Após a sanção da lei, o parlamentar afirma que a fiscalização será imediata: “Agora o Decon e o Procon já podem tomar todas as medidas para coibir e proibir esse abuso no Ceará”.
O que muda na prática?
A lei impacta diretamente:
- Financeiras e empresas que compram carteiras de crédito de lojas
Antes, muitas exigiam a instalação de apps de “kill switch” (trava remota). Agora, isso passa a ser ilegal.
- Varejistas que vendem celular a prazo
Também não podem mais travar o aparelho do cliente.
- Operadoras que vinculam aparelho ao plano
Empresas, especialmente financeiras que operam compras de crediários, terão de adaptar contratos imediatamente — inclusive removendo bloqueios já instalados.
Cláusulas que preveem bloqueio remoto deixam de ter validade no Ceará.
A empresa pode continuar cobrando a dívida — mas não pode impedir o consumidor de usar o aparelho, que hoje é considerado item essencial para:
• chamados de emergência,
• acesso a serviços públicos,
• autenticação bancária,
• comunicação básica.
Outros estados já tratam do tema?
Não. O Ceará é o primeiro Estado com uma lei específica proibindo o bloqueio de celulares por inadimplência.
O que existe no restante do país são:
• decisões judiciais isoladas,
• ações de Procons e Ministérios Públicos,
• recomendações administrativas com base no CDC.
Mas nenhuma lei estadual tão direta como a cearense.
Como os tribunais têm decidido sobre o bloqueio de celulares?
A jurisprudência no Brasil já caminha na mesma direção da lei cearense.
Exemplos:
- Tribunal de Justiça do DF (TJDFT)
Proibiu empresas como SuperSim de travarem celulares por atraso e declarou as cláusulas abusivas.
- Tribunal de Justiça do Amazonas (TJAM)
Condenou empresas que obrigavam o cliente a instalar aplicativos de bloqueio remoto.
- Procon-SP
Expediu orientação dizendo que o bloqueio é prática abusiva e já foi proibido judicialmente em vários casos.
Ou seja: o conteúdo da lei tem forte respaldo judicial.
Há risco de questionamento?
Sim.
O ponto sensível não é o mérito (proteção ao consumidor), mas a competência legislativa.
O Supremo já decidiu, em outras ações, que:
• estados não podem legislar sobre telecomunicações, pois é matéria de competência da União;
• leis que interferem em aspectos técnicos do serviço ou em contratos regulados nacionalmente podem ser consideradas inconstitucionais.
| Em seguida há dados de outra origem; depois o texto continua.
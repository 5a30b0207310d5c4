//! skill_tui - Interactive TUI for the skill damage calculator

mod app;
mod logging;
mod session;
mod ui;

use anyhow::{Context, Result};
use app::{App, Tab};
use crossterm::{
    event::{
        self, DisableMouseCapture, EnableMouseCapture, Event, KeyCode, KeyEventKind, KeyModifiers,
    },
    execute,
    terminal::{disable_raw_mode, enable_raw_mode, EnterAlternateScreen, LeaveAlternateScreen},
};
use ratatui::{backend::CrosstermBackend, Terminal};
use skill_core::{DamageEngine, EngineConfig};
use std::io;
use std::path::PathBuf;

/// Directory with constants.toml / books.toml / grandmaster.toml overrides
const CONFIG_DIR_ENV: &str = "SKILL_CALC_CONFIG_DIR";
/// Where the session is saved
const SESSION_FILE_ENV: &str = "SKILL_CALC_SESSION";
const DEFAULT_SESSION_FILE: &str = "skill_session.json";

fn main() -> Result<()> {
    let _guard = logging::setup_logging()?;

    let config = match std::env::var_os(CONFIG_DIR_ENV) {
        Some(dir) => {
            let dir = PathBuf::from(dir);
            EngineConfig::load_dir(&dir)
                .with_context(|| format!("loading config from {}", dir.display()))?
        }
        None => EngineConfig::default(),
    };
    let session_path = std::env::var_os(SESSION_FILE_ENV)
        .map(PathBuf::from)
        .unwrap_or_else(|| PathBuf::from(DEFAULT_SESSION_FILE));

    let mut app = App::new(DamageEngine::new(config), session_path);

    // Setup terminal
    enable_raw_mode()?;
    let mut stdout = io::stdout();
    execute!(stdout, EnterAlternateScreen, EnableMouseCapture)?;
    let backend = CrosstermBackend::new(stdout);
    let mut terminal = Terminal::new(backend)?;

    let result = run(&mut terminal, &mut app);

    // Restore terminal
    disable_raw_mode()?;
    execute!(
        terminal.backend_mut(),
        LeaveAlternateScreen,
        DisableMouseCapture
    )?;
    terminal.show_cursor()?;

    result
}

fn run(terminal: &mut Terminal<CrosstermBackend<io::Stdout>>, app: &mut App) -> Result<()> {
    loop {
        terminal.draw(|f| ui::draw(f, app))?;

        if !event::poll(std::time::Duration::from_millis(100))? {
            continue;
        }
        let Event::Key(key) = event::read()? else {
            continue;
        };
        if key.kind != KeyEventKind::Press {
            continue;
        }
        app.clear_status();

        match (key.code, key.modifiers) {
            (KeyCode::Char('c'), KeyModifiers::CONTROL) => break,
            (KeyCode::Char('s'), KeyModifiers::CONTROL) => app.save_session(),
            (KeyCode::Char('o'), KeyModifiers::CONTROL) => app.load_session(),
            (KeyCode::Char('q'), _) | (KeyCode::Esc, _) => break,
            (KeyCode::Tab, _) => app.next_tab(),
            (KeyCode::BackTab, _) => app.prev_tab(),
            (KeyCode::F(1), _) | (KeyCode::Char('?'), _) => app.set_tab(Tab::Help),
            (KeyCode::Up, _) => app.on_up(),
            (KeyCode::Down, _) => app.on_down(),
            (KeyCode::Left, _) => app.on_left(),
            (KeyCode::Right, _) => app.on_right(),
            (KeyCode::Enter, _) => app.on_enter(),
            (KeyCode::Backspace, _) => app.on_backspace(),
            (KeyCode::Delete, _) => app.clear_field(),
            (KeyCode::Char(' '), _) => app.on_space(),
            (KeyCode::Char('r'), _) => app.roll(),
            (KeyCode::Char('a'), _) if app.current_tab == Tab::Tier => app.apply_tier(),
            (KeyCode::Char('x'), _) if app.current_tab == Tab::Books => app.reset_books(),
            (KeyCode::Char(c), _) => {
                app.on_char(c);
            }
            _ => {}
        }
    }

    Ok(())
}
//! Accuracy and debuff resistance curves

use super::crit::saturating;
use crate::config::SecondaryConstants;

/// Accuracy in percent; 85% with no points
pub fn accuracy_percent(points: f64, constants: &SecondaryConstants) -> f64 {
    saturating(
        points,
        constants.accuracy_ceiling,
        constants.accuracy_saturation,
    ) + constants.accuracy_base
}

/// Debuff resistance in percent
pub fn debuff_resist_percent(points: f64, constants: &SecondaryConstants) -> f64 {
    saturating(points, constants.debuff_ceiling, constants.debuff_saturation)
}
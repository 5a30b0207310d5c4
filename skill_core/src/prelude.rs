//! Prelude module for convenient imports
//!
//! ```rust
//! use skill_core::prelude::*;
//! ```

// Engine
pub use crate::engine::DamageEngine;
pub use crate::config::EngineConfig;
pub use crate::error::CalcError;

// Inputs
pub use crate::input::{InputForm, RawInputs};
pub use crate::types::{DamageRange, InputField};

// Results
pub use crate::damage::{Calculation, DamageResult};
pub use crate::stats::{CombatOverview, OverviewInputs};

// Upgrades
pub use crate::upgrade::{Increment, UpgradeSession, UpgradeTotals};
Exemplos de decisões do STF:
• suspensão de lei de Mato Grosso do Sul que tratava do vencimento de créditos de celular pré-pago;
• questionamento de lei do DF que restringia corte de serviço telefônico.
Assim, uma entidade do setor ou partido político pode entrar com ADI questionando a lei cearense.
Mas, até que haja alguma contestação e o STF decida, a lei vale plenamente.
Impacto jurídico e econômico
Do que a lei trata:
- fortalece a boa-fé nas relações de consumo,
- protege o uso essencial do celular,
- coíbe práticas coercitivas de cobrança,
- obriga o mercado a rever modelos de financiamento,
- alinha-se à jurisprudência nacional.
Como o consumidor pode buscar seus direitos
Para casos de bloqueio, o consumidor pode:
- procurar qualquer agência do Banco do Nordeste, no caso de crédito orientado;
- acionar o DECON ou PROCON, se o celular estiver bloqueado;
- registrar queixa no Consumidor.gov.br;
- ingressar com ação judicial, pedindo danos morais e desbloqueio imediato.